> Material provided:
▼
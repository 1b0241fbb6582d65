mod batch;

use candid::{CandidType, Int, Nat};
use serde::{Deserialize, Serialize};

pub use self::batch::{
    BatchOperationKind, ClearArguments, CommitBatchArguments, CreateAssetArguments,
    CreateBatchRequest, CreateBatchResponse, CreateChunkRequest, CreateChunkResponse,
    SetAssetContentArguments, UnsetAssetContentArguments,
};

/// Key under which an asset is stored. Keys double as retrievable locator paths.
pub type Key = String;

/// Identifier of an open store transaction.
pub type BatchId = Nat;

/// Identifier of a chunk uploaded within a batch.
pub type ChunkId = Nat;

/// HTTP header attached to an asset.
pub type HeaderField = (String, String);

/// Arguments for the `list` query method.
#[derive(Debug, Default, CandidType, Serialize, Deserialize)]
pub struct ListArguments {}

/// One asset as reported by the `list` query method.
#[derive(Debug, Clone, PartialEq, CandidType, Serialize, Deserialize)]
pub struct AssetDetails {
    pub key: Key,
    pub content_type: String,
    pub encodings: Vec<AssetEncodingDetails>,
}

impl AssetDetails {
    /// Backend-reported modification time of the primary encoding, in
    /// nanoseconds since the Unix epoch. `None` when the asset has no
    /// encodings.
    pub fn modified(&self) -> Option<&Int> {
        self.encodings.first().map(|encoding| &encoding.modified)
    }
}

/// Stored encoding of an asset.
#[derive(Debug, Clone, PartialEq, CandidType, Serialize, Deserialize)]
pub struct AssetEncodingDetails {
    pub content_encoding: String,
    pub sha256: Option<serde_bytes::ByteBuf>,
    pub length: Nat,
    pub modified: Int,
}

/// Arguments for the `delete_asset` method.
#[derive(Debug, Clone, PartialEq, Eq, CandidType, Serialize, Deserialize)]
pub struct DeleteAssetArguments {
    pub key: Key,
}
mod auth;
mod provider;

use candid::Principal;
use ic_agent::Agent;
use tokio::sync::watch;

pub use self::auth::{AuthClient, LoginRequest, StoredAuthClient};
pub use self::provider::{Browser, identity_provider_url};
use crate::config::Config;
use crate::error::ClientError;

/// Login state plus the identity-bound communication handle.
#[derive(Clone)]
pub struct Session {
    pub is_authenticated: bool,
    pub principal: Principal,
    /// Identity-bound agent; present only while authenticated.
    pub agent: Option<Agent>,
}

impl Session {
    fn logged_out() -> Self {
        Self {
            is_authenticated: false,
            principal: Principal::anonymous(),
            agent: None,
        }
    }
}

/// Tracks login state and derives the communication handle bound to the
/// current identity. Every state change is published on a watch channel so
/// interested workflows can refresh per change.
pub struct SessionManager<A: AuthClient> {
    auth: A,
    config: Config,
    state: watch::Sender<Session>,
}

impl<A: AuthClient> SessionManager<A> {
    pub fn new(config: Config, auth: A) -> Self {
        let (state, _) = watch::channel(Session::logged_out());
        Self { auth, config, state }
    }

    /// Probe the authentication collaborator and converge to a definite
    /// login state.
    ///
    /// A handle built against a local target fetches the root key before it
    /// is handed out; mainnet skips that step.
    pub async fn initialize(&mut self) -> Result<Session, ClientError> {
        let session = if self.auth.is_authenticated() {
            let agent = Agent::builder()
                .with_url(self.config.agent_host())
                .with_arc_identity(self.auth.identity())
                .build()
                .map_err(ClientError::from_agent)?;
            if self.config.network.is_local() {
                agent.fetch_root_key().await.map_err(ClientError::from_agent)?;
            }
            Session {
                is_authenticated: true,
                principal: self.auth.principal(),
                agent: Some(agent),
            }
        } else {
            Session::logged_out()
        };

        log::debug!("session initialized; principal {}", session.principal);
        self.state.send_replace(session.clone());
        Ok(session)
    }

    /// Current session value.
    pub fn session(&self) -> Session {
        self.state.borrow().clone()
    }

    /// Subscribe to session changes.
    pub fn subscribe(&self) -> watch::Receiver<Session> {
        self.state.subscribe()
    }

    pub fn config(&self) -> &Config {
        &self.config
    }

    /// Identity provider endpoint `login` will drive, for surfacing to the
    /// user before the interactive flow starts.
    pub fn provider_url(&self, browser: Browser) -> Result<String, ClientError> {
        identity_provider_url(
            self.config.network,
            self.config.identity_provider_canister_id,
            browser,
        )
    }

    /// Run the interactive login flow, then re-initialize so identity and
    /// handle reflect the new session.
    pub async fn login(&mut self, browser: Browser) -> Result<Session, ClientError> {
        let identity_provider = self.provider_url(browser)?;
        self.auth.login(LoginRequest { identity_provider }).await?;
        self.initialize().await
    }

    /// Clear the held session and re-initialize. A no-op when already
    /// logged out.
    pub async fn logout(&mut self) -> Result<Session, ClientError> {
        self.auth.logout().await?;
        self.initialize().await
    }
}

#[cfg(test)]
mod test {

    use std::sync::Arc;

    use ic_agent::Identity;
    use ic_agent::identity::AnonymousIdentity;

    use super::*;
    use crate::config::Network;

    struct MockAuthClient {
        authenticated: bool,
        principal: Principal,
    }

    impl MockAuthClient {
        fn logged_out() -> Self {
            Self {
                authenticated: false,
                principal: Principal::from_slice(&[2; 29]),
            }
        }
    }

    impl AuthClient for MockAuthClient {
        fn is_authenticated(&self) -> bool {
            self.authenticated
        }

        fn principal(&self) -> Principal {
            if self.authenticated {
                self.principal
            } else {
                Principal::anonymous()
            }
        }

        fn identity(&self) -> Arc<dyn Identity> {
            Arc::new(AnonymousIdentity)
        }

        async fn login(&mut self, _request: LoginRequest) -> Result<(), ClientError> {
            self.authenticated = true;
            Ok(())
        }

        async fn logout(&mut self) -> Result<(), ClientError> {
            self.authenticated = false;
            Ok(())
        }
    }

    fn config() -> Config {
        Config {
            network: Network::Ic,
            store_canister_id: Principal::from_slice(&[1; 29]),
            identity_provider_canister_id: None,
            identity_pem: None,
            state_dir: std::env::temp_dir(),
        }
    }

    #[tokio::test]
    async fn test_should_initialize_to_logged_out() {
        let mut manager = SessionManager::new(config(), MockAuthClient::logged_out());
        let session = manager.initialize().await.expect("initialize");

        assert!(!session.is_authenticated);
        assert_eq!(session.principal, Principal::anonymous());
        assert!(session.agent.is_none());
    }

    #[tokio::test]
    async fn test_should_login_and_derive_agent() {
        let mut manager = SessionManager::new(config(), MockAuthClient::logged_out());
        manager.initialize().await.expect("initialize");

        let session = manager.login(Browser::Other).await.expect("login");

        assert!(session.is_authenticated);
        assert_eq!(session.principal, Principal::from_slice(&[2; 29]));
        assert!(session.agent.is_some());
    }

    #[tokio::test]
    async fn test_should_logout_and_drop_agent() {
        let mut manager = SessionManager::new(config(), MockAuthClient::logged_out());
        manager.initialize().await.expect("initialize");
        manager.login(Browser::Other).await.expect("login");

        let session = manager.logout().await.expect("logout");

        assert!(!session.is_authenticated);
        assert!(session.agent.is_none());

        // logging out again stays a quiet no-op
        let session = manager.logout().await.expect("second logout");
        assert!(!session.is_authenticated);
    }

    #[tokio::test]
    async fn test_should_publish_session_changes() {
        let mut manager = SessionManager::new(config(), MockAuthClient::logged_out());
        let receiver = manager.subscribe();
        manager.initialize().await.expect("initialize");

        manager.login(Browser::Other).await.expect("login");
        assert!(receiver.borrow().is_authenticated);

        manager.logout().await.expect("logout");
        assert!(!receiver.borrow().is_authenticated);
    }
}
▲
> Exercise directions: Please output the exact lines of the records above, beginning with the first and stopping after the line that holds "pub fn modified(&self)", and nothing else.

> Answer for this exercise:
repository 1b0241fbb6582d65
mod batch;

use candid::{CandidType, Int, Nat};
use serde::{Deserialize, Serialize};

pub use self::batch::{
    BatchOperationKind, ClearArguments, CommitBatchArguments, CreateAssetArguments,
    CreateBatchRequest, CreateBatchResponse, CreateChunkRequest, CreateChunkResponse,
    SetAssetContentArguments, UnsetAssetContentArguments,
};

/// Key under which an asset is stored. Keys double as retrievable locator paths.
pub type Key = String;

/// Identifier of an open store transaction.
pub type BatchId = Nat;

/// Identifier of a chunk uploaded within a batch.
pub type ChunkId = Nat;

/// HTTP header attached to an asset.
pub type HeaderField = (String, String);

/// Arguments for the `list` query method.
#[derive(Debug, Default, CandidType, Serialize, Deserialize)]
pub struct ListArguments {}

/// One asset as reported by the `list` query method.
#[derive(Debug, Clone, PartialEq, CandidType, Serialize, Deserialize)]
pub struct AssetDetails {
    pub key: Key,
    pub content_type: String,
    pub encodings: Vec<AssetEncodingDetails>,
}

impl AssetDetails {
    /// Backend-reported modification time of the primary encoding, in
    /// nanoseconds since the Unix epoch. `None` when the asset has no
    /// encodings.
    pub fn modified(&self) -> Option<&Int> {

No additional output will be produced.